Hartati Murdaya Tersangka
Pimpinan KPK Bahas Permohonan Walubi
Walubi meminta KPK supaya tidak segera menahan Siti Hartati Murdaya yang merupakan Ketua Umum Walubi.
Penulis:
Edwin Firdaus
Editor:
Rachmat Hidayat

TRIBUNNEWS.COM, JAKARTA -Juru Bicara Komisi Pemberantasan Korupsi, Johan Budi membenarkan Perwakilan Umat Buddha Indonesia (Walubi) telah mengantarkan surat permohonan agar tersangka Siti Hartati Murdaya tidak di tahan.
Namun, permohonan itu, kata Johan Budi, akan melakukan pembicaraan internal terlebih dahulu guna memutuskan apakah mengabulkan permintaannya atau tidak.
"Tadi disampaikan permohonan ini akan dibicarakan dulu sama pimpinan dan penyidik apakah akan dikabulkan atau tidak," tegas Johan di Kantornya, Jakarta, Jumat (10/8/2012).
Selaras dengan Johan, Wakil Sekretaris Jenderal Walubi, Gatot Sukarno Adi pun mengakui bahwa surat permohonan dari pihaknya akan disampaikan dalam rapat evaluasi pimpinan KPK.
Sebelumnya Walubi mendatangi KPK dengan tujuan untuk meminta KPK supaya tidak segera menahan Siti Hartati Murdaya yang merupakan Ketua Umum Walubi.
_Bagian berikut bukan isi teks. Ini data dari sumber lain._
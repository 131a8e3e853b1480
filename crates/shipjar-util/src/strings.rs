//! Identifier casing used for host task names.

/// Uppercase the first character, leaving the rest untouched.
///
/// `release` becomes `Release`, `my-lib` becomes `My-lib`.
pub fn capitalize(s: &str) -> String {
    let mut chars = s.chars();
    match chars.next() {
        Some(first) => first.to_uppercase().chain(chars).collect(),
        None => String::new(),
    }
}

/// Whether a string is empty or only whitespace.
pub fn is_blank(s: &str) -> bool {
    s.trim().is_empty()
}

/// Return `value` unless it is blank, in which case evaluate `fallback`.
pub fn or_if_blank(value: &str, fallback: impl FnOnce() -> Option<String>) -> Option<String> {
    if is_blank(value) {
        fallback()
    } else {
        Some(value.to_string())
    }
}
"Kami sangat memerlukan kehadiran Ibu Hartati Murdaya untuk memimpin organisasi dan juga kegiatan bakti sosial kemanusiaan. Jadi kami mohon seyogyanya penahanan tidak dilakukan secepatnya karena kami masih harus membutuhkan arahan-arahan beliau untuk menjalankan organisasi ini," kata Gatot di KPK.
Koordinator Bikhu Sangha Perwakilan Umat Buddha Indonesia (Walubi), Tadhista Paramita Mahastawira, juga meminta kepada KPK supaya tidak segera melakukan penahanan terhadap Hartati Murdaya.
"Semua umat di bawah naungan walubi resah dan prihatin. Kami merasa terpukul. Kami mengharapkan kebijakan KPK untuk tidak menahan Hartati untuk sementara waktu," terang Tadhista.
Diketahui, KPK telah menetapkan Hartati Murdaya sebagai tersangka dugaan korupsi penerbitan Hak Guna Usaha perkebunan kelapa sawit di Kabupaten Buol, Sulawesi Tengah.
Ia diduga kuat sebagai orang yang melakukan pemberian uang sebesar tiga miliar rupiah kepada pegawai negeri atau penyelenggara negara, yaitu tersangka Bupati Buol, Amran Batalipu.
Pemberian itu dilakukan dua tahapan, yaitu pada tanggal 18 Juni 2012 senilai satu miliar rupiah dan 26 Juni 2012 senilai dua miliar rupiah.